Respect isn't given, it's earned.

That adage rings true for new Jaguars strong safety Barry Church.

The veteran defensive back had to earn his place in the NFL the hard way. He started his career with the Dallas Cowboys as an undrafted free agent out of Toledo. He finished it as a tenured starter and captain.

Now entering his eighth season, Church is an NFL success story. His professional narrative has been watched closely by Jaguars general manager Dave Caldwell.

“This is a guy I know well from college," Caldwell said at Church's introductory press conference on Friday.

"We tried to sign him when I was in Atlanta as a college free agent and he decided to go to Dallas. But he is an undrafted free agent that was a four-time defensive captain for the Dallas Cowboys, which tells you all you need to know about that guy. “


While Church wasn't among the big names commonly associated with this free agent class, the Jaguars made his acquisition a clear priority.
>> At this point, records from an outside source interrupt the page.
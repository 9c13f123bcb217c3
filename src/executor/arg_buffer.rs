//! Per-parameter argument byte-buffers and the in-place rewrite fast path.
//!
//! Grounded on `gpu/automation/binding_manager.rs`'s stable per-name slot
//! assignment (a parameter keeps the same buffer across calls once it has
//! one) and on the fixed-width `#[repr(C)]` header style the kernel-launch
//! code in `world/compute/kernels.rs` uses for its push-constant blocks.

use crate::error::ExecutorResult;
use crate::eval::ExprEvaluator;
use crate::ir::{ElemType, IndexType, KernelParam, Symbolic};

use super::types::ArgBuffers;

static_assertions::const_assert_eq!(std::mem::size_of::<u64>(), 8);

/// `{pointer, shape[rank], stride[rank]}` header size in bytes at a given
/// index width (SPEC_FULL §6's wire format).
fn tensor_header_len(rank: usize, index_type: IndexType) -> usize {
    8 + 2 * rank * index_type.width_bytes()
}

fn write_index(buf: &mut [u8], offset: usize, value: i64, index_type: IndexType) {
    match index_type {
        IndexType::I32 => buf[offset..offset + 4].copy_from_slice(bytemuck::bytes_of(&(value as i32))),
        IndexType::I64 => buf[offset..offset + 8].copy_from_slice(bytemuck::bytes_of(&value)),
    }
}

fn scalar_len(elem_type: ElemType) -> usize {
    elem_type.size_bytes()
}

/// Builds or rewrites the argument byte-buffer for one GPU-tensor parameter.
/// If a buffer already exists for this name at the right length, only the
/// pointer/shape/stride bytes are rewritten in place (SPEC_FULL §4.6 step 6,
/// testable property 5, scenario E5); otherwise a fresh buffer is allocated.
pub fn write_tensor_arg(
    buffers: &mut ArgBuffers,
    name: &str,
    rank: usize,
    index_type: IndexType,
    pointer: u64,
    sizes: &[i64],
    strides: &[i64],
) {
    let expected_len = tensor_header_len(rank, index_type);
    let buf = buffers.buffers.entry(name.to_string()).or_insert_with(|| vec![0u8; expected_len]);
    if buf.len() != expected_len {
        *buf = vec![0u8; expected_len];
    }

    buf[0..8].copy_from_slice(bytemuck::bytes_of(&pointer));
    let w = index_type.width_bytes();
    let mut offset = 8;
    for &size in sizes.iter().take(rank) {
        write_index(buf, offset, size, index_type);
        offset += w;
    }
    for &stride in strides.iter().take(rank) {
        write_index(buf, offset, stride, index_type);
        offset += w;
    }
}

/// Serialises a non-tensor scalar parameter. Scalars are only re-serialised
/// when their value actually changes (tracked by the caller via `dirty`);
/// when unchanged the existing buffer is left untouched.
pub fn write_scalar_arg(
    buffers: &mut ArgBuffers,
    name: &str,
    elem_type: ElemType,
    symbol: &Symbolic,
    ev: &ExprEvaluator,
    dirty: bool,
) -> ExecutorResult<()> {
    if !dirty && buffers.buffers.contains_key(name) {
        return Ok(());
    }
    let value = ev.resolve(symbol)?;
    let len = scalar_len(elem_type);
    let mut bytes = vec![0u8; len];
    match elem_type {
        ElemType::Bool | ElemType::U8 => bytes[0] = value as u8,
        ElemType::I32 => bytes.copy_from_slice(bytemuck::bytes_of(&(value as i32))),
        ElemType::I64 => bytes.copy_from_slice(bytemuck::bytes_of(&value)),
        ElemType::F32 => bytes.copy_from_slice(bytemuck::bytes_of(&(value as f32))),
        ElemType::F64 => bytes.copy_from_slice(bytemuck::bytes_of(&(value as f64))),
        ElemType::ComplexF32 => bytes[..4].copy_from_slice(bytemuck::bytes_of(&(value as f32))),
        ElemType::ComplexF64 => bytes[..8].copy_from_slice(bytemuck::bytes_of(&(value as f64))),
    }
    buffers.buffers.insert(name.to_string(), bytes);
    Ok(())
}

/// Every kernel parameter this launch needs to bind still has a byte-buffer
/// recorded for it after this call (invariant used by the launch engine
/// before it forms the pointer array passed to the driver).
pub fn param_names<'a>(params: &'a [KernelParam]) -> impl Iterator<Item = &'a str> {
    params.iter().map(|p| match p {
        KernelParam::Scalar { name, .. } => name.as_str(),
        KernelParam::Tensor { name, .. } => name.as_str(),
    })
}

/// Bind-group slot assignment for one kernel parameter. A GPU-tensor
/// parameter occupies two bindings -- its real device buffer plus a small
/// header buffer holding the `{pointer, shape, stride}` bytes `write_tensor_arg`
/// produces; a scalar occupies one binding holding its serialised bytes.
/// Shared between the kernel compiler (bind-group *layout*) and the launch
/// engine (the bind-group *instance* built from live buffers each dispatch).
#[derive(Debug, Clone)]
pub struct ParamBinding {
    pub name: String,
    pub data_binding: Option<u32>,
    pub header_binding: u32,
}

/// Assigns stable binding indices to every kernel parameter, in declaration
/// order, per the two-binding-per-tensor / one-binding-per-scalar scheme
/// above.
pub fn compute_bindings(params: &[KernelParam]) -> Vec<ParamBinding> {
    let mut next = 0u32;
    params
        .iter()
        .map(|param| match param {
            KernelParam::Tensor { name, .. } => {
                let data_binding = next;
                let header_binding = next + 1;
                next += 2;
                ParamBinding { name: name.clone(), data_binding: Some(data_binding), header_binding }
            }
            KernelParam::Scalar { name, .. } => {
                let header_binding = next;
                next += 1;
                ParamBinding { name: name.clone(), data_binding: None, header_binding }
            }
        })
        .collect()
}

#[cfg(test)]
mod tests {
    use super::*;

    #[test]
    fn tensor_header_len_at_32_bit() {
        assert_eq!(tensor_header_len(3, IndexType::I32), 8 + 12 + 12);
    }

    #[test]
    fn write_tensor_arg_reuses_buffer_on_second_call() {
        let mut buffers = ArgBuffers::default();
        write_tensor_arg(&mut buffers, "t0", 3, IndexType::I32, 0x1000, &[2, 3, 4], &[12, 4, 1]);
        let first = buffers.buffers.get("t0").unwrap().clone();

        write_tensor_arg(&mut buffers, "t0", 3, IndexType::I32, 0x2000, &[2, 3, 5], &[15, 5, 1]);
        let second = buffers.buffers.get("t0").unwrap();

        assert_eq!(first.len(), second.len());
        assert_eq!(&second[0..8], &0x2000u64.to_le_bytes());
    }

    #[test]
    fn unchanged_scalar_is_not_rewritten() {
        let mut buffers = ArgBuffers::default();
        let mut ev = ExprEvaluator::new();
        ev.bind("n", 7);
        write_scalar_arg(&mut buffers, "n", ElemType::I32, &Symbolic::Symbol("n".into()), &ev, true).unwrap();
        let before = buffers.buffers.get("n").unwrap().clone();

        ev.bind("n", 99);
        write_scalar_arg(&mut buffers, "n", ElemType::I32, &Symbolic::Symbol("n".into()), &ev, false).unwrap();
        let after = buffers.buffers.get("n").unwrap();
        assert_eq!(&before, after);
    }

    #[test]
    fn tensor_params_take_two_bindings_scalars_take_one() {
        let params = vec![
            KernelParam::Tensor { name: "t0".into(), rank: 2, elem_type: ElemType::F32 },
            KernelParam::Scalar { name: "n".into(), elem_type: ElemType::I32 },
            KernelParam::Tensor { name: "t1".into(), rank: 1, elem_type: ElemType::F32 },
        ];
        let bindings = compute_bindings(&params);
        assert_eq!(bindings[0].data_binding, Some(0));
        assert_eq!(bindings[0].header_binding, 1);
        assert_eq!(bindings[1].data_binding, None);
        assert_eq!(bindings[1].header_binding, 2);
        assert_eq!(bindings[2].data_binding, Some(3));
        assert_eq!(bindings[2].header_binding, 4);
    }

    #[test]
    fn dirty_scalar_is_rewritten() {
        let mut buffers = ArgBuffers::default();
        let mut ev = ExprEvaluator::new();
        ev.bind("n", 7);
        write_scalar_arg(&mut buffers, "n", ElemType::I32, &Symbolic::Symbol("n".into()), &ev, true).unwrap();

        ev.bind("n", 99);
        write_scalar_arg(&mut buffers, "n", ElemType::I32, &Symbolic::Symbol("n".into()), &ev, true).unwrap();
        let value = i32::from_le_bytes(buffers.buffers.get("n").unwrap().clone().try_into().unwrap());
        assert_eq!(value, 99);
    }
}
"Obviously, we had our targets and we felt like two of our main targets that we could get were on the defense side of the ball and we got those two big guys," Caldwell said. "Barry, we weren’t sure if he could get out of Dallas, and once we realized they weren’t going to be able to re-sign him that was our objective."

The interest was mutual for the Jaguars and Church.

After completing a remarkable 13-3 season with a rookie quarterback at the helm, Church wasn't turned off by the Jaguars' lack of recent success or youthful core of talent.

“When I was taking my opportunity to look at teams in free agency, I kind of went down the roster in Jacksonville and just saw how much talent they have at such a young age," Church said.

"It’s a young hungry team on all three sides of the game, which is special teams, offense [and] defense. So just coming in here and bringing my [veteran] leadership to work, hopefully we can get these guys, this team going in the right direction. Like I said, they all the talent in the world, we’ve just got to buy in and things will get done.”

NASHVILLE, TN - SEPTEMBER 14: Barry Church #42 of the Dallas Cowboys plays against the Tennessee Titans at LP Field on September 14, 2014 in Nashville, Tennessee. (Photo by Frederick Breedon/Getty Images)

While the Jaguars are young, Church doesn't believe the lack of experience is a bad thing. He has seen success with young teams and lost with veteran groups.

He hopes to pass on veteran knowledge to his new teammates. The Jaguars clearly view him as a new leader in the secondary and Church has accepted that challenge.

"[Youth] is definitely not an excuse," Church said. "You can come in here and have all the accolades in the world, but if you don't put [in] the work on the field, it's not going to mean anything. That's the type of mentality I hope to bring to this team. To be successful in life, you have to put the work in. Nothing is going to be just handed to you so hopefully I can bring that same mentality here."

The Jaguars plan to use Church interchangeably with free safety Tashaun Gipson. He will replace Johnathan Cyprien, who many in the organization viewed as just a box safety.

"I think [Church is] very good in the box," Caldwell said. "But he’s got more than enough athleticism and speed to be in the deep half there too.”

Cyprien signed a multi-year deal with the Tennessee Titans shortly after Church was added to the Jaguars' roster. With Church in the lineup, the front office can now focus on other needs early on in the draft.

Instead of being forced to look at safeties like LSU's Jamal Adams or Ohio State's Malik Hooker with the fourth overall pick, the team can take the best available player.

“We want to go into the draft with a clean slate and be able to pick the best player available," Caldwell said. "When you’re picking in the top five then you should be able to do that.”